→ EXERCISE INSTRUCTIONS
Wherever a line of the records contains "NoBaseStation", copy that line.
SUPPLIED MATERIAL section start
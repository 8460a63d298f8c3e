//! Error types for the sync runner.

use fitsync_tracker::TrackerError;
use thiserror::Error;

/// Errors that can occur while running a sync.
#[derive(Debug, Error)]
pub enum RunnerError {
    /// Invalid configuration.
    #[error("configuration error: {0}")]
    Config(String),

    /// File or socket I/O failed.
    #[error("I/O error: {0}")]
    Io(#[from] std::io::Error),

    /// The config file is not valid YAML for [`crate::SyncConfig`].
    #[error("YAML error: {0}")]
    Yaml(#[from] serde_yaml::Error),

    /// An op queue or results file is not valid JSON.
    #[error("JSON error: {0}")]
    Json(#[from] serde_json::Error),

    /// The serial port could not be opened.
    #[error("serial port error: {0}")]
    Serial(#[from] serialport::Error),

    /// No CP210x base station was found.
    #[error("no base station found (looking for USB {vid:04x}:{pid:04x})")]
    NoBaseStation {
        /// USB vendor id.
        vid: u16,
        /// USB product id.
        pid: u16,
    },

    /// A base64 field could not be decoded.
    #[error("base64 error: {0}")]
    Base64(#[from] base64::DecodeError),

    /// Talking to the tracker failed.
    #[error(transparent)]
    Tracker(#[from] TrackerError),
}

/// Result type alias for runner operations.
pub type Result<T> = std::result::Result<T, RunnerError>;
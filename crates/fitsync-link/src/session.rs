//! The ANT channel session.
//!
//! [`LinkSession`] owns the transport, the receive backlog and the channel
//! number. Every receive goes through one primitive that reads until the
//! backlog yields a valid frame; the higher level operations layer their own
//! bounded polling on top of it.

use std::thread;
use std::time::Duration;

use ant_protocol::{
    Command, EventCode, Frame, FrameCodec, Message, BURST_PACKET_SIZE, STARTUP_COMMAND_RESET,
};
use fitsync_metrics::{metric_defs, metrics};

use crate::config::{ChannelConfig, LinkTiming};
use crate::error::{LinkError, LinkResult};
use crate::retry::{
    Operation, Step, ACK_REPLY_POLL, ACK_SEND, BEACON_POLL, BURST_RECEIVE_POLL, BURST_SEND,
    READ_ATTEMPTS, RESET_POLL, TX_STATUS_POLL,
};
use crate::transport::Transport;

/// Read buffer size for ordinary receives.
pub const DEFAULT_READ_SIZE: usize = 4096;
/// Read buffer size while waiting for an acknowledged reply.
pub const ACK_REPLY_READ_SIZE: usize = 13;

/// A session on one ANT channel.
pub struct LinkSession<T> {
    transport: T,
    codec: FrameCodec,
    channel: u8,
    timing: LinkTiming,
    read_buf: Vec<u8>,
}
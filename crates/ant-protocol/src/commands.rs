//! Commands that can be sent to the ANT dongle.

use crate::constants::*;
use crate::error::ProtocolError;
use crate::frame::FrameBuilder;

/// Commands that can be sent to the ANT dongle.
#[derive(Debug, Clone, PartialEq, Eq)]
pub enum Command {
    /// Reset the ANT chip.
    Reset,

    /// Assign a channel as a bidirectional slave on network 0.
    AssignChannel {
        /// Channel number.
        channel: u8,
    },

    /// Set the channel message period.
    ChannelPeriod {
        /// Channel number.
        channel: u8,
        /// Period, as sent on the wire.
        period: [u8; 2],
    },

    /// Set the search timeout.
    SearchTimeout {
        /// Channel number.
        channel: u8,
        /// Timeout in 2.5 second ticks; 0xFF searches forever.
        timeout: u8,
    },

    /// Set the RF frequency offset from 2400 MHz.
    ChannelFrequency {
        /// Channel number.
        channel: u8,
        /// Frequency offset.
        frequency: u8,
    },

    /// Set a network key.
    NetworkKey {
        /// Network number.
        network: u8,
        /// Eight-byte key.
        key: [u8; 8],
    },

    /// Set the transmit power.
    TransmitPower {
        /// Power level.
        power: u8,
    },

    /// Open a channel.
    OpenChannel {
        /// Channel number.
        channel: u8,
    },

    /// Close a channel.
    CloseChannel {
        /// Channel number.
        channel: u8,
    },

    /// Set the channel id (device number, device type, transmission type).
    ChannelId {
        /// Channel number.
        channel: u8,
        /// Four-byte channel id.
        id: [u8; 4],
    },

    /// Send one acknowledged data packet.
    AcknowledgedData {
        /// Channel number.
        channel: u8,
        /// Packet data.
        data: Vec<u8>,
    },

    /// Send one burst packet, already prefixed with its sequence byte.
    BurstData {
        /// Sequence/channel byte plus up to eight data bytes.
        packet: Vec<u8>,
    },
}

impl Command {
    /// The message id this command is sent with.
    pub fn message_id(&self) -> u8 {
        match self {
            Command::Reset => MSG_RESET,
            Command::AssignChannel { .. } => MSG_ASSIGN_CHANNEL,
            Command::ChannelPeriod { .. } => MSG_CHANNEL_PERIOD,
            Command::SearchTimeout { .. } => MSG_SEARCH_TIMEOUT,
            Command::ChannelFrequency { .. } => MSG_CHANNEL_FREQUENCY,
            Command::NetworkKey { .. } => MSG_NETWORK_KEY,
            Command::TransmitPower { .. } => MSG_TRANSMIT_POWER,
            Command::OpenChannel { .. } => MSG_OPEN_CHANNEL,
            Command::CloseChannel { .. } => MSG_CLOSE_CHANNEL,
            Command::ChannelId { .. } => MSG_CHANNEL_ID,
            Command::AcknowledgedData { .. } => MSG_ACKNOWLEDGED_DATA,
            Command::BurstData { .. } => MSG_BURST_DATA,
        }
    }

    /// Encode the command as a complete wire frame.
    pub fn encode(&self) -> Result<Vec<u8>, ProtocolError> {
        let frame = FrameBuilder::new(self.message_id());

        let frame = match self {
            Command::Reset => frame.byte(0x00),
            Command::AssignChannel { channel } => frame.byte(*channel).byte(0x00).byte(0x00),
            Command::ChannelPeriod { channel, period } => frame.byte(*channel).bytes(period),
            Command::SearchTimeout { channel, timeout } => frame.byte(*channel).byte(*timeout),
            Command::ChannelFrequency { channel, frequency } => {
                frame.byte(*channel).byte(*frequency)
            }
            Command::NetworkKey { network, key } => frame.byte(*network).bytes(key),
            // Power applies to all channels; the first byte is filler.
            Command::TransmitPower { power } => frame.byte(0x00).byte(*power),
            Command::OpenChannel { channel } => frame.byte(*channel),
            Command::CloseChannel { channel } => frame.byte(*channel),
            Command::ChannelId { channel, id } => frame.byte(*channel).bytes(id),
            Command::AcknowledgedData { channel, data } => frame.byte(*channel).bytes(data),
            Command::BurstData { packet } => frame.bytes(packet),
        };

        frame.build()
    }
}
//! One sync cycle: pair with the tracker, run the queued ops, let it sleep.

use std::time::Instant;

use fitsync_link::{LinkSession, Transport};
use fitsync_metrics::metric_defs;
use fitsync_tracker::TrackerSession;
use rand::{Rng, SeedableRng};
use rand_chacha::ChaCha8Rng;
use tracing::{info, warn};

use crate::config::SyncConfig;
use crate::error::Result;
use crate::remote_ops::{RemoteOp, RemoteOpResult, RemoteOpSource};
use crate::transport;

/// Summary of a finished cycle.
#[derive(Debug, Clone, PartialEq, Eq)]
pub struct CycleReport {
    /// Private channel id the tracker was moved to.
    pub channel_id: [u8; 4],
    /// Ops run.
    pub ops_run: usize,
    /// Ops that ended in an error.
    pub ops_failed: usize,
}

/// Pair with the tracker and run `ops`, returning one result per op.
///
/// Pairing failures abort the cycle. A failed op is recorded in its result
/// and the remaining ops still run.
pub fn run_ops<T: Transport, R: Rng + ?Sized>(
    tracker: &mut TrackerSession<T>,
    ops: &[RemoteOp],
    rng: &mut R,
) -> Result<([u8; 4], Vec<RemoteOpResult>)> {
    let channel_id = tracker.init_tracker_for_transfer(rng)?;

    let mut results = Vec::with_capacity(ops.len());
    for op in ops {
        let outcome = tracker.run_opcode(&op.op_code, &op.payload_data);
        if let Err(e) = &outcome {
            warn!("Remote op {:02x?} failed: {}", op.op_code, e);
        }
        results.push(RemoteOpResult::from_outcome(op, outcome));
    }

    if let Err(e) = tracker.command_sleep() {
        warn!("Tracker did not take the sleep command: {}", e);
    }
    if let Err(e) = tracker.link_mut().close_channel() {
        warn!("Closing the channel failed: {}", e);
    }

    Ok((channel_id, results))
}

/// Run one cycle over `transport`, reporting results to `source`.
pub fn run_cycle<T: Transport, R: Rng + ?Sized>(
    config: &SyncConfig,
    transport: T,
    source: &mut dyn RemoteOpSource,
    rng: &mut R,
) -> Result<CycleReport> {
    let ops = source.fetch()?;
    metrics::gauge!(metric_defs::SYNC_OPS_QUEUED.name).set(ops.len() as f64);
    let link = LinkSession::with_timing(transport, config.channel.channel, config.link_timing());
    let mut tracker = TrackerSession::new(link, config.tracker_options());

    let (channel_id, results) = match run_ops(&mut tracker, &ops, rng) {
        Ok(outcome) => outcome,
        Err(e) => {
            // Ops that never ran go back to the source as failures.
            let failed = ops
                .iter()
                .map(|op| RemoteOpResult::from_outcome::<String>(op, Err(format!("sync failed: {}", e))))
                .collect();
            source.report(failed)?;
            return Err(e);
        }
    };

    let report = CycleReport {
        channel_id,
        ops_run: results.len(),
        ops_failed: results.iter().filter(|r| !r.is_ok()).count(),
    };
    source.report(results)?;
    Ok(report)
}

/// Opens the configured transport and runs cycles against it.
pub struct Syncer {
    config: SyncConfig,
    source: Box<dyn RemoteOpSource + Send>,
    rng: ChaCha8Rng,
}

impl Syncer {
    /// Create a syncer.
    pub fn new(config: SyncConfig, source: Box<dyn RemoteOpSource + Send>) -> Self {
        let rng = match config.channel_seed {
            Some(seed) => ChaCha8Rng::seed_from_u64(seed),
            None => ChaCha8Rng::from_entropy(),
        };
        Syncer { config, source, rng }
    }

    /// The configuration in use.
    pub fn config(&self) -> &SyncConfig {
        &self.config
    }

    /// Open the transport and run one cycle, recording metrics.
    pub fn run_once(&mut self) -> Result<CycleReport> {
        let started = Instant::now();
        let outcome = transport::open(&self.config.transport).and_then(|transport| {
            run_cycle(&self.config, transport, self.source.as_mut(), &mut self.rng)
        });

        let result = if outcome.is_ok() { "ok" } else { "failed" };
        metrics::counter!(metric_defs::SYNC_CYCLES.name, "result" => result).increment(1);
        metrics::histogram!(metric_defs::SYNC_CYCLE_TIME.name)
            .record(started.elapsed().as_secs_f64() * 1000.0);

        if let Ok(report) = &outcome {
            info!(
                "Sync cycle done: channel {:02x?}, {} ops, {} failed",
                report.channel_id, report.ops_run, report.ops_failed
            );
        }
        outcome
    }
}

impl std::fmt::Debug for Syncer {
    fn fmt(&self, f: &mut std::fmt::Formatter<'_>) -> std::fmt::Result {
        f.debug_struct("Syncer").field("config", &self.config).finish_non_exhaustive()
    }
}
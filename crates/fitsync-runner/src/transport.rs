//! Opening the base station transport.

use std::io::{self, Read, Write};
use std::net::TcpStream;
use std::time::Duration;

use serialport::{SerialPort, SerialPortType};
use tracing::{debug, info};

use crate::config::TransportConfig;
use crate::error::{Result, RunnerError};

/// USB vendor id of the CP210x bridge in the base station.
pub const BASE_STATION_VID: u16 = 0x10c4;
/// USB product id of the base station.
pub const BASE_STATION_PID: u16 = 0x84c4;

/// A serial port or TCP bridge to the base station.
pub enum AnyTransport {
    /// Local serial device.
    Serial(Box<dyn SerialPort>),
    /// Network serial bridge.
    Tcp(TcpStream),
}

impl std::fmt::Debug for AnyTransport {
    fn fmt(&self, f: &mut std::fmt::Formatter<'_>) -> std::fmt::Result {
        match self {
            AnyTransport::Serial(port) => f
                .debug_tuple("Serial")
                .field(&port.name().unwrap_or_default())
                .finish(),
            AnyTransport::Tcp(stream) => f.debug_tuple("Tcp").field(&stream.peer_addr().ok()).finish(),
        }
    }
}

impl Read for AnyTransport {
    fn read(&mut self, buf: &mut [u8]) -> io::Result<usize> {
        match self {
            AnyTransport::Serial(port) => port.read(buf),
            AnyTransport::Tcp(stream) => stream.read(buf),
        }
    }
}

impl Write for AnyTransport {
    fn write(&mut self, buf: &[u8]) -> io::Result<usize> {
        match self {
            AnyTransport::Serial(port) => port.write(buf),
            AnyTransport::Tcp(stream) => stream.write(buf),
        }
    }

    fn flush(&mut self) -> io::Result<()> {
        match self {
            AnyTransport::Serial(port) => port.flush(),
            AnyTransport::Tcp(stream) => stream.flush(),
        }
    }
}

/// Find the device path of the first attached base station.
pub fn find_base_station() -> Result<String> {
    let ports = serialport::available_ports()?;
    ports
        .into_iter()
        .find(|port| {
            matches!(
                &port.port_type,
                SerialPortType::UsbPort(usb) if usb.vid == BASE_STATION_VID && usb.pid == BASE_STATION_PID
            )
        })
        .map(|port| port.port_name)
        .ok_or(RunnerError::NoBaseStation {
            vid: BASE_STATION_VID,
            pid: BASE_STATION_PID,
        })
}

/// Open the transport described by `config`.
pub fn open(config: &TransportConfig) -> Result<AnyTransport> {
    match config {
        TransportConfig::Serial {
            path,
            baud_rate,
            read_timeout_ms,
        } => {
            let path = match path {
                Some(path) => path.clone(),
                None => find_base_station()?,
            };
            info!("Opening base station at {} ({} baud)", path, baud_rate);
            let port = serialport::new(&path, *baud_rate)
                .timeout(Duration::from_millis(*read_timeout_ms))
                .open()?;
            Ok(AnyTransport::Serial(port))
        }
        TransportConfig::Tcp {
            address,
            read_timeout_ms,
        } => {
            info!("Connecting to serial bridge at {}", address);
            let stream = TcpStream::connect(address)?;
            stream.set_read_timeout(Some(Duration::from_millis(*read_timeout_ms)))?;
            stream.set_nodelay(true)?;
            debug!("Connected to {:?}", stream.peer_addr());
            Ok(AnyTransport::Tcp(stream))
        }
    }
}
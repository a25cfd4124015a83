//! Names of the generated message and builder operations.
//!
//! Generators emit calls by these names and the runtime resolves them back
//! to fields, so both directions live here.

use crate::descriptor::{FieldDescriptor, MessageDescriptor};

pub const NEW_BUILDER: &str = "new_builder";
pub const DEFAULT_INSTANCE: &str = "default_instance";
pub const BUILD: &str = "build";

fn value_suffix(field: &FieldDescriptor) -> &'static str {
    if field.is_modern_enum() { "_value" } else { "" }
}

/// `get_<f>`, or `get_<f>_value` for modern enums.
pub fn getter(field: &FieldDescriptor) -> String {
    format!("get_{}{}", field.name, value_suffix(field))
}

pub fn hasser(field: &FieldDescriptor) -> String {
    format!("has_{}", field.name)
}

/// Discriminant getter of a oneof.
pub fn case_getter(oneof: &str) -> String {
    format!("get_{}_case", oneof)
}

/// `set_<f>` for singular fields, `add_<f>` for repeated ones.
pub fn setter(field: &FieldDescriptor) -> String {
    let prefix = if field.is_repeated() { "add" } else { "set" };
    format!("{}_{}{}", prefix, field.name, value_suffix(field))
}

/// An instance operation on a generated message.
#[derive(Debug, Clone, Copy, PartialEq)]
pub enum MessageMethod<'a> {
    Get(&'a FieldDescriptor),
    Has(&'a FieldDescriptor),
    Case(&'a str),
}

/// An instance operation on a generated builder.
#[derive(Debug, Clone, Copy, PartialEq)]
pub enum BuilderMethod<'a> {
    Set(&'a FieldDescriptor),
    Add(&'a FieldDescriptor),
    Build,
}

pub fn resolve_message_method<'a>(
    message: &'a MessageDescriptor,
    name: &str,
) -> Option<MessageMethod<'a>> {
    if let Some(oneof) = message.oneofs.iter().find(|o| case_getter(o) == name) {
        return Some(MessageMethod::Case(oneof));
    }
    message.fields.iter().find_map(|field| {
        if getter(field) == name {
            Some(MessageMethod::Get(field))
        } else if hasser(field) == name {
            Some(MessageMethod::Has(field))
        } else {
            None
        }
    })
}

pub fn resolve_builder_method<'a>(
    message: &'a MessageDescriptor,
    name: &str,
) -> Option<BuilderMethod<'a>> {
    if name == BUILD {
        return Some(BuilderMethod::Build);
    }
    message
        .fields
        .iter()
        .find(|field| setter(field) == name)
        .map(|field| {
            if field.is_repeated() {
                BuilderMethod::Add(field)
            } else {
                BuilderMethod::Set(field)
            }
        })
}
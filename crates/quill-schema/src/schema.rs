//! The resolved schema and its lookups.

use crate::descriptor::{EnumDescriptor, EnumValue, FieldDescriptor, MessageDescriptor};
use crate::error::SchemaError;
use crate::load::SchemaFile;
use std::collections::BTreeMap;
use std::fs;
use std::path::Path;

/// Every message, enum and extension known to the generators.
///
/// Built-in sanitized-content wrapper messages are always present.
#[derive(Debug, Clone, Default)]
pub struct Schema {
    pub(crate) messages: BTreeMap<String, MessageDescriptor>,
    pub(crate) enums: BTreeMap<String, EnumDescriptor>,
    pub(crate) extensions: Vec<FieldDescriptor>,
}

impl Schema {
    /// Load a schema from a TOML file.
    pub fn from_file<P: AsRef<Path>>(path: P) -> Result<Self, SchemaError> {
        let contents = fs::read_to_string(path)?;
        Self::from_toml_str(&contents)
    }

    /// Parse and resolve a TOML schema description.
    pub fn from_toml_str(contents: &str) -> Result<Self, SchemaError> {
        let file: SchemaFile = toml::from_str(contents)?;
        let schema = file.resolve()?;
        tracing::debug!(
            messages = schema.messages.len(),
            enums = schema.enums.len(),
            extensions = schema.extensions.len(),
            "loaded schema"
        );
        Ok(schema)
    }

    pub fn message(&self, full_name: &str) -> Option<&MessageDescriptor> {
        self.messages.get(full_name)
    }

    pub fn messages(&self) -> impl Iterator<Item = &MessageDescriptor> {
        self.messages.values()
    }

    pub fn enum_type(&self, full_name: &str) -> Option<&EnumDescriptor> {
        self.enums.get(full_name)
    }

    /// Declared values of an enum, in declaration order.
    pub fn enum_values(&self, full_name: &str) -> Option<&[EnumValue]> {
        self.enums.get(full_name).map(|desc| desc.values.as_slice())
    }

    /// Looks a field up by name: declared fields first, then extensions
    /// of the message.
    pub fn field(&self, message: &str, name: &str) -> Option<&FieldDescriptor> {
        self.messages
            .get(message)
            .and_then(|desc| desc.field(name))
            .or_else(|| {
                self.extensions
                    .iter()
                    .find(|field| field.containing_type == message && field.name == name)
            })
    }

    /// Extensions whose extendee is `message`.
    pub fn extensions_of<'a>(
        &'a self,
        message: &'a str,
    ) -> impl Iterator<Item = &'a FieldDescriptor> {
        self.extensions
            .iter()
            .filter(move |field| field.containing_type == message)
    }

    pub fn extensions(&self) -> &[FieldDescriptor] {
        &self.extensions
    }

    /// Finds the extension whose identifier is the static `name` on `owner`.
    pub fn extension_by_id(&self, owner: &str, name: &str) -> Option<&FieldDescriptor> {
        self.extensions.iter().find(|field| {
            field.name == name
                && field
                    .extension
                    .as_ref()
                    .is_some_and(|scope| scope.owner() == owner)
        })
    }
}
SUPPLIED MATERIAL section end
→ WORKED SOLUTION
    NoBaseStation {
        .ok_or(RunnerError::NoBaseStation {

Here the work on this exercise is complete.